Does she have any idea how awful it would be to keep a cow in her yard? It could never be big enough to serve as a permanent residence for a cow. There would be no grass left, and there would be cow pies/piles of manure and hoof prints everywhere. I have a small flock of sheep roam around my yard from time to time, and they leave their own, albeit smaller, mark on the landscape.
But a couple of the other ladies from The View were more reasonable about Molly and eating meat or beef in general. Sherri Shepherd said she had bacon and eggs for breakfast even after reading the morning’s front-page news. Whoopi Goldberg went the furthest to polarize Walter’s comments.

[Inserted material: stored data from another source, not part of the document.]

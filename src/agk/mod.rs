// Access Gatekeeper — pure policy deciding whether a user may perform a
// privileged content operation. No I/O of its own: callers load the
// `User` and persist the resulting access-log row (§4.5 step 7, "best
// effort; never fail the decision on logging error").
//
// Grounded in `original_source/src/agk.py`'s `AssetGatekeeper`/
// `PasskeyGenerator`/`ContentValidator`, generalized from Supabase reads
// into a pure function over an already-loaded `User`.

pub mod content;
pub mod passkey;

use crate::config::Config;
use crate::model::User;

pub const MIN_BEHAVIOR_SCORE_DEFAULT: f64 = 60.0;
pub const HIGH_TRUST_THRESHOLD: f64 = 80.0;
pub const BASIC_ACCESS: &str = "BASIC_ACCESS";

#[derive(Debug, Clone, PartialEq)]
pub struct AccessDecision {
    pub granted: bool,
    pub access_level: Option<String>,
    pub reason: Option<&'static str>,
}

impl AccessDecision {
    fn denied(reason: &'static str) -> Self {
        Self { granted: false, access_level: None, reason: Some(reason) }
    }

    fn granted(access_level: impl Into<String>) -> Self {
        Self { granted: true, access_level: Some(access_level.into()), reason: None }
    }
}

/// Steps 1-5 of §4.5's algorithm: the baseline access decision, with no
/// upload-specific content checks.
pub fn evaluate(user: Option<&User>, min_behavior_score: f64) -> AccessDecision {
    let Some(user) = user else {
        return AccessDecision::denied("user_not_found");
    };

    if user.behavior_score < min_behavior_score {
        return AccessDecision::denied("low_score");
    }

    if let Some(raw) = user.metadata.get("passkey").and_then(|v| v.as_str()) {
        if let Some(parsed) = passkey::parse(raw) {
            if passkey::is_valid(&parsed, chrono::Utc::now(), passkey::EXPIRY_HOURS) {
                let access_level = user
                    .metadata
                    .get("access_level")
                    .and_then(|v| v.as_str())
                    .unwrap_or(BASIC_ACCESS);
                return AccessDecision::granted(access_level);
            }
        }
    }

    if user.behavior_score >= HIGH_TRUST_THRESHOLD {
        return AccessDecision::granted(BASIC_ACCESS);
    }

    AccessDecision::denied("no_passkey")
}

/// Step 6: additionally validate upload content type and size.
pub fn evaluate_upload(
    user: Option<&User>,
    min_behavior_score: f64,
    content_type: &str,
    content_length: u64,
) -> AccessDecision {
    let decision = evaluate(user, min_behavior_score);
    if !decision.granted {
        return decision;
    }
    if let Err(_errors) = content::validate(content_type, content_length) {
        return AccessDecision::denied("invalid_content");
    }
    decision
}

pub fn min_behavior_score(config: &Config) -> f64 {
    if config.min_behavior_score > 0.0 {
        config.min_behavior_score
    } else {
        MIN_BEHAVIOR_SCORE_DEFAULT
    }
}

#[cfg(test)]
mod tests {
    use super::*;
    use chrono::Utc;

    fn user_with(score: f64, metadata: serde_json::Value) -> User {
        User {
            id: "u1".into(),
            behavior_score: score,
            created_at: Utc::now(),
            is_verified: false,
            weekly_score: 0.0,
            last_updated: Utc::now(),
            metadata,
        }
    }

    #[test]
    fn test_missing_user_is_denied() {
        let decision = evaluate(None, 60.0);
        assert!(!decision.granted);
        assert_eq!(decision.reason, Some("user_not_found"));
    }

    #[test]
    fn test_low_score_is_denied() {
        let user = user_with(40.0, serde_json::json!({}));
        let decision = evaluate(Some(&user), 60.0);
        assert_eq!(decision.reason, Some("low_score"));
    }

    #[test]
    fn test_high_score_without_passkey_grants_basic_access() {
        let user = user_with(85.0, serde_json::json!({}));
        let decision = evaluate(Some(&user), 60.0);
        assert!(decision.granted);
        assert_eq!(decision.access_level.as_deref(), Some(BASIC_ACCESS));
    }

    #[test]
    fn test_mid_score_without_passkey_is_denied() {
        let user = user_with(70.0, serde_json::json!({}));
        let decision = evaluate(Some(&user), 60.0);
        assert_eq!(decision.reason, Some("no_passkey"));
    }

    #[test]
    fn test_valid_passkey_grants_metadata_access_level() {
        let raw = passkey::issue(crate::model::PasskeyScope::Wallet, "secret", "u1", Utc::now());
        let user = user_with(70.0, serde_json::json!({"passkey": raw, "access_level": "FULL_ACCESS"}));
        let decision = evaluate(Some(&user), 60.0);
        assert!(decision.granted);
        assert_eq!(decision.access_level.as_deref(), Some("FULL_ACCESS"));
    }

    #[test]
    fn test_expired_passkey_falls_through_to_score_check() {
        let stale = Utc::now() - chrono::Duration::hours(25);
        let raw = passkey::issue(crate::model::PasskeyScope::Session, "secret", "u1", stale);
        let user = user_with(85.0, serde_json::json!({"passkey": raw}));
        let decision = evaluate(Some(&user), 60.0);
        assert!(decision.granted);
        assert_eq!(decision.access_level.as_deref(), Some(BASIC_ACCESS));
    }

    #[test]
    fn test_upload_rejects_bad_content_type() {
        let user = user_with(90.0, serde_json::json!({}));
        let decision = evaluate_upload(Some(&user), 60.0, "application/x-executable", 1024);
        assert!(!decision.granted);
        assert_eq!(decision.reason, Some("invalid_content"));
    }
}
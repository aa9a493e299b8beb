// Step 5: behavioral pattern detection over the recent-activity window.
// Mirrors the teacher's gate+multiplier shape (`scoring::behavioral`) but
// applied to identical-event-type bursts rather than reply/engagement
// signals.

use chrono::{DateTime, Duration, Utc};

use crate::model::{EventType, FingerprintRecord};

const BOT_LIKE_VELOCITY_WINDOW_MINUTES: i64 = 5;
const BOT_LIKE_VELOCITY_THRESHOLD: usize = 5;

pub fn score(
    recent: &[FingerprintRecord],
    event_type: EventType,
    now: DateTime<Utc>,
) -> (f64, Vec<&'static str>) {
    let window_start = now - Duration::minutes(BOT_LIKE_VELOCITY_WINDOW_MINUTES);
    let same_type_count = recent
        .iter()
        .filter(|r| r.event_type == event_type && r.timestamp > window_start)
        .count();

    if same_type_count >= BOT_LIKE_VELOCITY_THRESHOLD {
        (-15.0, vec!["bot_like_velocity"])
    } else {
        (0.0, vec![])
    }
}

#[cfg(test)]
mod tests {
    use super::*;

    fn record(event_type: EventType, minutes_ago: i64, now: DateTime<Utc>) -> FingerprintRecord {
        FingerprintRecord {
            user_id: "u1".into(),
            event_type,
            ip: "1.2.3.4".into(),
            user_agent: "ua".into(),
            device_hash: "h".into(),
            timestamp: now - Duration::minutes(minutes_ago),
            confidence: 1.0,
            geo: None,
            browser_details: None,
        }
    }

    #[test]
    fn test_burst_of_identical_events_flags_bot_like_velocity() {
        let now = Utc::now();
        let recent: Vec<_> = (0..5).map(|i| record(EventType::Click, i, now)).collect();
        assert_eq!(
            score(&recent, EventType::Click, now),
            (-15.0, vec!["bot_like_velocity"])
        );
    }

    #[test]
    fn test_events_outside_window_dont_count() {
        let now = Utc::now();
        let recent: Vec<_> = (0..5).map(|i| record(EventType::Click, 10 + i, now)).collect();
        assert_eq!(score(&recent, EventType::Click, now), (0.0, vec![]));
    }

    #[test]
    fn test_mixed_event_types_dont_trigger() {
        let now = Utc::now();
        let recent = vec![
            record(EventType::Click, 1, now),
            record(EventType::Login, 1, now),
            record(EventType::PageView, 1, now),
        ];
        assert_eq!(score(&recent, EventType::Click, now), (0.0, vec![]));
    }
}
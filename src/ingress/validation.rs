// Inbound payload shape and validation (§4.4 "Payload validation").
// Validation errors accumulate rather than short-circuiting, matching
// the response contract (`VALIDATION_ERROR` carries the full list).

use chrono::{DateTime, Utc};
use serde::Deserialize;

#[derive(Debug, Deserialize)]
pub struct WebhookPayload {
    pub user_id: Option<String>,
    pub behavior_score: Option<f64>,
    #[serde(default)]
    pub risk_flags: Option<Vec<String>>,
    pub timestamp: Option<String>,
    pub event_type: Option<String>,
    #[serde(default)]
    pub metadata: serde_json::Value,
    pub source_ip: Option<String>,
    pub user_agent: Option<String>,
    pub device_fingerprint_id: Option<String>,
    /// Client-collected device attributes, used only as `device_hash`
    /// inputs (§ device fingerprinting) alongside the real ip/user_agent;
    /// cannot be derived server-side.
    pub screen_resolution: Option<String>,
    pub timezone: Option<String>,
    pub language: Option<String>,
    pub platform: Option<String>,
    pub canvas_fp: Option<String>,
    pub webgl_fp: Option<String>,
}

pub struct ValidatedPayload {
    pub user_id: String,
    pub behavior_score: Option<f64>,
    pub risk_flags: Vec<String>,
    pub timestamp: DateTime<Utc>,
}

/// Validates `payload`, accumulating every error found rather than
/// stopping at the first one.
pub fn validate(payload: &WebhookPayload, now: DateTime<Utc>) -> Result<ValidatedPayload, Vec<String>> {
    let mut errors = Vec::new();

    let user_id = match &payload.user_id {
        Some(id) if !id.is_empty() => Some(id.clone()),
        _ => {
            errors.push("user_id is required and must be a non-empty string".to_string());
            None
        }
    };

    if let Some(score) = payload.behavior_score {
        if !(0.0..=100.0).contains(&score) {
            errors.push("behavior_score must be between 0 and 100".to_string());
        }
    }

    let risk_flags = payload.risk_flags.clone().unwrap_or_default();
    if risk_flags.len() > 20 {
        errors.push("risk_flags may contain at most 20 entries".to_string());
    }

    let timestamp = match &payload.timestamp {
        None => Some(now),
        Some(raw) => match DateTime::parse_from_rfc3339(raw) {
            Ok(dt) => Some(dt.with_timezone(&Utc)),
            Err(_) => {
                errors.push("timestamp must be an ISO-8601 string".to_string());
                None
            }
        },
    };

    match (user_id, timestamp) {
        (Some(user_id), Some(timestamp)) if errors.is_empty() => Ok(ValidatedPayload {
            user_id,
            behavior_score: payload.behavior_score,
            risk_flags,
            timestamp,
        }),
        _ => Err(errors),
    }
}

“If I had a big back yard, I’d be having a barbecue with Molly,” Goldberg said. And she even clarified that she wasn’t talking about inviting the cow as a guest.
Sounds tasty to me.
Of course cows have feelings. So do many other animals, including all the ones killed on farms. Like dogs and cats, cows, pigs, chickens, turkeys, and numerous other species of animals display a wide range of emotions.
Rosamund Young, who lives among cows on Kite’s Nest Farm in England, tells author Jeffrey Moussaieff Masson that she has no doubt that cows “feel all the major emotions that humans do.” “Especially worry…They have so many different kinds of worry, ranging from the most mild, when a calf wanders out of sight, to the most extreme, when they think something terrible has happened to it.”

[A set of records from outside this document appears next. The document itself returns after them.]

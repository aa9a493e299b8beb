// Chart aggregation for `GET /api/dashboard/data` (§6). Five chart
// objects plus a summary block, all derived from the same read methods
// SOL's jobs already use — no separate analytics store.

use std::collections::HashMap;

use anyhow::Result;
use chrono::{DateTime, Duration, Utc};
use serde::Serialize;

use crate::db::Database;
use crate::model::{RiskLevel, Severity};

#[derive(Debug, Clone, Copy, PartialEq, Eq)]
pub enum TimeRange {
    Hour,
    Day,
    Week,
    Month,
}

impl TimeRange {
    pub fn parse(raw: Option<&str>) -> Self {
        match raw.unwrap_or("24h") {
            "1h" => TimeRange::Hour,
            "7d" => TimeRange::Week,
            "30d" => TimeRange::Month,
            _ => TimeRange::Day,
        }
    }

    fn since(self, now: DateTime<Utc>) -> DateTime<Utc> {
        match self {
            TimeRange::Hour => now - Duration::hours(1),
            TimeRange::Day => now - Duration::hours(24),
            TimeRange::Week => now - Duration::days(7),
            TimeRange::Month => now - Duration::days(30),
        }
    }

    /// Width of one bucket for the BSE trend line, scaled to the range
    /// so each range renders roughly 24 points.
    fn bucket_width(self) -> Duration {
        match self {
            TimeRange::Hour => Duration::minutes(2),
            TimeRange::Day => Duration::hours(1),
            TimeRange::Week => Duration::hours(6),
            TimeRange::Month => Duration::days(1),
        }
    }
}

#[derive(Debug, Serialize)]
pub struct BseTrendPoint {
    pub bucket_start: DateTime<Utc>,
    pub average_score: f64,
    pub sample_count: u32,
}

#[derive(Debug, Serialize)]
pub struct ScoreZones {
    pub suspicious: u32,
    pub normal: u32,
    pub highly_trusted: u32,
}

#[derive(Debug, Serialize)]
pub struct FlagSlice {
    pub flag: String,
    pub count: u32,
}

#[derive(Debug, Serialize)]
pub struct BotPatternBubble {
    pub pattern_name: String,
    pub severity: Severity,
    pub affected_user_count: u32,
    pub risk_score: f64,
}

#[derive(Debug, Serialize)]
pub struct LeaderboardRow {
    pub position: u32,
    pub user_id: String,
    pub behavior_score: f64,
    pub position_change: Option<i32>,
}

#[derive(Debug, Serialize)]
pub struct DashboardSummary {
    pub total_users: u32,
    pub average_score: f64,
    pub open_anomalies: u32,
    pub high_severity_flags_in_range: u32,
    pub time_range: &'static str,
}

#[derive(Debug, Serialize)]
pub struct DashboardData {
    pub bse_trend: Vec<BseTrendPoint>,
    pub score_zones: ScoreZones,
    pub flag_pie: Vec<FlagSlice>,
    pub bot_pattern_bubbles: Vec<BotPatternBubble>,
    pub leaderboard: Vec<LeaderboardRow>,
    pub summary: DashboardSummary,
}

impl TimeRange {
    fn label(self) -> &'static str {
        match self {
            TimeRange::Hour => "1h",
            TimeRange::Day => "24h",
            TimeRange::Week => "7d",
            TimeRange::Month => "30d",
        }
    }
}

pub async fn build_dashboard_data(db: &dyn Database, range: TimeRange) -> Result<DashboardData> {
    let now = Utc::now();
    let since = range.since(now);

    let risk_flags = db.get_all_risk_flags_since(since).await?;
    let anomalies = db.get_anomalies_since(since).await?;
    let users = db.get_all_users().await?;
    let leaderboard = db.get_leaderboard().await?;

    let bse_trend = bucket_trend(&users, since, now, range.bucket_width());
    let score_zones = score_zones(&users);
    let flag_pie = flag_pie(&risk_flags);
    let bot_pattern_bubbles = bot_pattern_bubbles(&anomalies);
    let leaderboard_rows = leaderboard
        .into_iter()
        .map(|entry| LeaderboardRow {
            position: entry.position,
            user_id: entry.user_id,
            behavior_score: entry.behavior_score,
            position_change: entry.position_change,
        })
        .collect();

    let high_severity_flags = risk_flags.iter().filter(|f| f.severity == Severity::High).count() as u32;
    let average_score = if users.is_empty() {
        0.0
    } else {
        users.iter().map(|u| u.behavior_score).sum::<f64>() / users.len() as f64
    };

    Ok(DashboardData {
        bse_trend,
        score_zones,
        flag_pie,
        bot_pattern_bubbles,
        leaderboard: leaderboard_rows,
        summary: DashboardSummary {
            total_users: users.len() as u32,
            average_score,
            open_anomalies: anomalies.iter().filter(|a| a.status == crate::model::AnomalyStatus::Open).count() as u32,
            high_severity_flags_in_range: high_severity_flags,
            time_range: range.label(),
        },
    })
}

pub async fn build_summary(db: &dyn Database, range: TimeRange) -> Result<DashboardSummary> {
    let now = Utc::now();
    let since = range.since(now);
    let risk_flags = db.get_all_risk_flags_since(since).await?;
    let anomalies = db.get_anomalies_since(since).await?;
    let users = db.get_all_users().await?;

    let average_score = if users.is_empty() {
        0.0
    } else {
        users.iter().map(|u| u.behavior_score).sum::<f64>() / users.len() as f64
    };

    Ok(DashboardSummary {
        total_users: users.len() as u32,
        average_score,
        open_anomalies: anomalies.iter().filter(|a| a.status == crate::model::AnomalyStatus::Open).count() as u32,
        high_severity_flags_in_range: risk_flags.iter().filter(|f| f.severity == Severity::High).count() as u32,
        time_range: range.label(),
    })
}

fn bucket_trend(
    users: &[crate::model::User],
    since: DateTime<Utc>,
    now: DateTime<Utc>,
    width: Duration,
) -> Vec<BseTrendPoint> {
    // `users` carries only each user's current score, not a score history;
    // every user whose `last_updated` falls in a bucket contributes their
    // current score to that bucket's average. This is the coarsest trend
    // a schema without a score-history table can support.
    let mut buckets: Vec<(DateTime<Utc>, Vec<f64>)> = Vec::new();
    let mut cursor = since;
    while cursor < now {
        buckets.push((cursor, Vec::new()));
        cursor += width;
    }

    for user in users {
        if user.last_updated < since || user.last_updated > now {
            continue;
        }
        if let Some(bucket) = buckets.iter_mut().rev().find(|(start, _)| user.last_updated >= *start) {
            bucket.1.push(user.behavior_score);
        }
    }

    buckets
        .into_iter()
        .map(|(bucket_start, scores)| {
            let sample_count = scores.len() as u32;
            let average_score = if scores.is_empty() {
                0.0
            } else {
                scores.iter().sum::<f64>() / scores.len() as f64
            };
            BseTrendPoint { bucket_start, average_score, sample_count }
        })
        .collect()
}

fn score_zones(users: &[crate::model::User]) -> ScoreZones {
    let mut zones = ScoreZones { suspicious: 0, normal: 0, highly_trusted: 0 };
    for user in users {
        match RiskLevel::from_score(user.behavior_score) {
            RiskLevel::Suspicious => zones.suspicious += 1,
            RiskLevel::Normal => zones.normal += 1,
            RiskLevel::HighlyTrusted => zones.highly_trusted += 1,
        }
    }
    zones
}

fn flag_pie(flags: &[crate::model::RiskFlag]) -> Vec<FlagSlice> {
    let mut counts: HashMap<String, u32> = HashMap::new();
    for flag in flags {
        *counts.entry(flag.flag.clone()).or_insert(0) += 1;
    }
    let mut slices: Vec<FlagSlice> = counts.into_iter().map(|(flag, count)| FlagSlice { flag, count }).collect();
    slices.sort_by(|a, b| b.count.cmp(&a.count));
    slices
}

fn bot_pattern_bubbles(anomalies: &[crate::model::Anomaly]) -> Vec<BotPatternBubble> {
    let mut by_pattern: HashMap<String, (Severity, u32, f64)> = HashMap::new();
    for anomaly in anomalies {
        let entry = by_pattern.entry(anomaly.pattern_name.clone()).or_insert((anomaly.severity, 0, 0.0));
        entry.0 = entry.0.max(anomaly.severity);
        entry.1 += anomaly.affected_users.len() as u32;
        entry.2 = entry.2.max(anomaly.risk_score);
    }
    let mut bubbles: Vec<BotPatternBubble> = by_pattern
        .into_iter()
        .map(|(pattern_name, (severity, affected_user_count, risk_score))| BotPatternBubble {
            pattern_name,
            severity,
            affected_user_count,
            risk_score,
        })
        .collect();
    bubbles.sort_by(|a, b| b.risk_score.partial_cmp(&a.risk_score).unwrap_or(std::cmp::Ordering::Equal));
    bubbles
}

Jewish scholar and physician Maimonedes, in the twelfth century, said, “There is no difference between the worry of a human mother and an animal mother for their offspring. A mother’s love does not derive from the intellect but from the emotions, in animals just as in humans.”
On dairy farms, where workers routinely steal baby calves from their mothers so that all the milk can be diverted to humans, the mother cows become distraught when their babies are taken from them. Author Rory Freeman tells the story of one cow who was so upset after her baby was stolen that she went into convulsions and broke her neck. She lay on the ground, in a grotesquely convoluted position, for hours, until someone put her out of her misery.
During an interview, slaughter industry consultant Temple Grandin – certainly no vegetarian – pointed to a mother dairy cow who was roaming, looking for her calf, and bellowing, and said, “That’s one sad, unhappy, upset cow. She wants her baby. Bellowing for it, hunting for it…It’s like grieving, mourning…People don’t like to allow them thoughts or feelings.”
In my volunteer work at a farmed animal sanctuary, I’ve seen cows go into depression after losing a friend. The loyal friendships between animals are often amazing to see. There are abundant accounts of animals showing signs of deep grief after losing a long-time companion.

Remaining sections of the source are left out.